Currently, the definition of a framework has become more focused and taken on the "Inversion of Control" principle as mentioned elsewhere as a guiding principle, so program flow, as well as execution is carried out by the framework. Frameworks are still however targeted either towards a specific output; an application for a specific OS for example (MFC for MS Windows for example), or for more general purpose work (Spring framework for example).

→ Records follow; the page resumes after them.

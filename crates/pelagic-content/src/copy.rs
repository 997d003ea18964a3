//! Static page copy: hero, contact channels, quick actions, footer columns.

/// Hero banner copy.
#[derive(Debug, Clone, Copy)]
pub struct Hero {
    pub headline: &'static str,
    pub subheadline: &'static str,
    pub lede: &'static str,
    pub pillars: &'static [&'static str],
    pub stats: &'static [(&'static str, &'static str)],
}

/// The hero fixture.
pub static HERO: Hero = Hero {
    headline: "Redefining Ocean Mining",
    subheadline: "with AI, Autonomy, and Ethics",
    lede: "Pioneering sustainable deep-sea mining through advanced autonomous systems, \
        real-time environmental monitoring, and transparent compliance management.",
    pillars: &["Sustainability", "Compliance", "Transparency", "Innovation"],
    stats: &[
        ("95%", "Environmental Compliance"),
        ("24/7", "Real-time Monitoring"),
        ("50+", "Autonomous Vehicles"),
        ("100%", "Transparent Operations"),
    ],
};

/// A way to reach the company.
#[derive(Debug, Clone, Copy)]
pub struct ContactChannel {
    pub title: &'static str,
    pub lines: &'static [&'static str],
    pub action: &'static str,
}

/// Contact channels in display order.
pub static CONTACT_CHANNELS: [ContactChannel; 4] = [
    ContactChannel {
        title: "Email",
        lines: &["contact@tritonmining.io"],
        action: "mailto:contact@tritonmining.io",
    },
    ContactChannel {
        title: "Phone",
        lines: &["+1 (239) 428-3414", "Mon-Fri 9AM-6PM PST"],
        action: "tel:+12394283414",
    },
    ContactChannel {
        title: "Office",
        lines: &[
            "7901 4th St N STE 300, St. Pete Beach, Florida 33702",
            "United States",
        ],
        action: "https://maps.google.com",
    },
    ContactChannel {
        title: "GitHub",
        lines: &["github.com/tritonmining", "Open Source Projects"],
        action: "https://github.com/tritonminingco",
    },
];

/// Quick action cards beside the contact form.
#[derive(Debug, Clone, Copy)]
pub struct QuickAction {
    pub title: &'static str,
    pub blurb: &'static str,
    pub action: &'static str,
}

/// The quick actions.
pub static QUICK_ACTIONS: [QuickAction; 3] = [
    QuickAction {
        title: "Schedule a Demo",
        blurb: "See our technology in action",
        action: "https://calendly.com/tritonminingc",
    },
    QuickAction {
        title: "Press Inquiries",
        blurb: "Media and press contacts",
        action: "mailto:contacts@tritonmining.io",
    },
    QuickAction {
        title: "Partnership",
        blurb: "Collaborate with us",
        action: "mailto:contact@tritonmining.io",
    },
];

/// A named column of footer links.
#[derive(Debug, Clone, Copy)]
pub struct FooterColumn {
    pub title: &'static str,
    pub links: &'static [(&'static str, &'static str)],
}

/// Footer link columns.
pub static FOOTER_COLUMNS: [FooterColumn; 4] = [
    FooterColumn {
        title: "Company",
        links: &[
            ("About Us", "#about"),
            ("Our Mission", "#mission"),
            ("Careers", "#careers"),
            ("Press", "#press"),
        ],
    },
    FooterColumn {
        title: "Technology",
        links: &[
            ("DeepSeaGuard", "#deepseaguard"),
            ("Luna AUV", "#luna-auv"),
            ("CrabBots", "#crabbots"),
            ("SeaLink", "#sealink"),
        ],
    },
    FooterColumn {
        title: "Resources",
        links: &[
            ("Documentation", "#docs"),
            ("API Reference", "#api"),
            ("Open Source", "#opensource"),
            ("Research Papers", "#research"),
        ],
    },
    FooterColumn {
        title: "Legal",
        links: &[
            ("Privacy Policy", "#privacy"),
            ("Terms of Service", "#terms"),
            ("Environmental Policy", "#environmental"),
            ("Compliance", "#compliance"),
        ],
    },
];

/// Copyright line.
pub const COPYRIGHT: &str = "\u{a9} 2024 Triton Mining Co. All rights reserved.";

#[cfg(test)]
mod tests {
    use super::*;

    #[test]
    fn hero_has_four_pillars_and_stats() {
        assert_eq!(HERO.pillars.len(), 4);
        assert_eq!(HERO.stats.len(), 4);
    }

    #[test]
    fn footer_columns_are_balanced() {
        for col in &FOOTER_COLUMNS {
            assert_eq!(col.links.len(), 4, "{} column unbalanced", col.title);
        }
    }

    #[test]
    fn every_channel_has_an_action() {
        for ch in &CONTACT_CHANNELS {
            assert!(!ch.action.is_empty());
            assert!(!ch.lines.is_empty());
        }
    }
}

SDK: "Software Development Kit"
An SDK is a collection of tools to assist the programmer to create and deploy code/content which is very specifically targeted to either run on a very particular platform or in a very particular manner. An SDK can consist of simply a set of libraries which must be used in a specific way only by the client code and which can be compiled as normal, up to a set of binary tools which create or adapt binary assets to produce its (the SDK's) output.
Engine
An Engine (In code collection terms) is a binary which will run bespoke content or process input data in some way. Game and Graphics engines are perhaps the most prevalent users of this term, and are almost universally used with an SDK to target the engine itself, such as the UDK (Unreal Development Kit) but other engines also exist, such as Search engines and RDBMS engines.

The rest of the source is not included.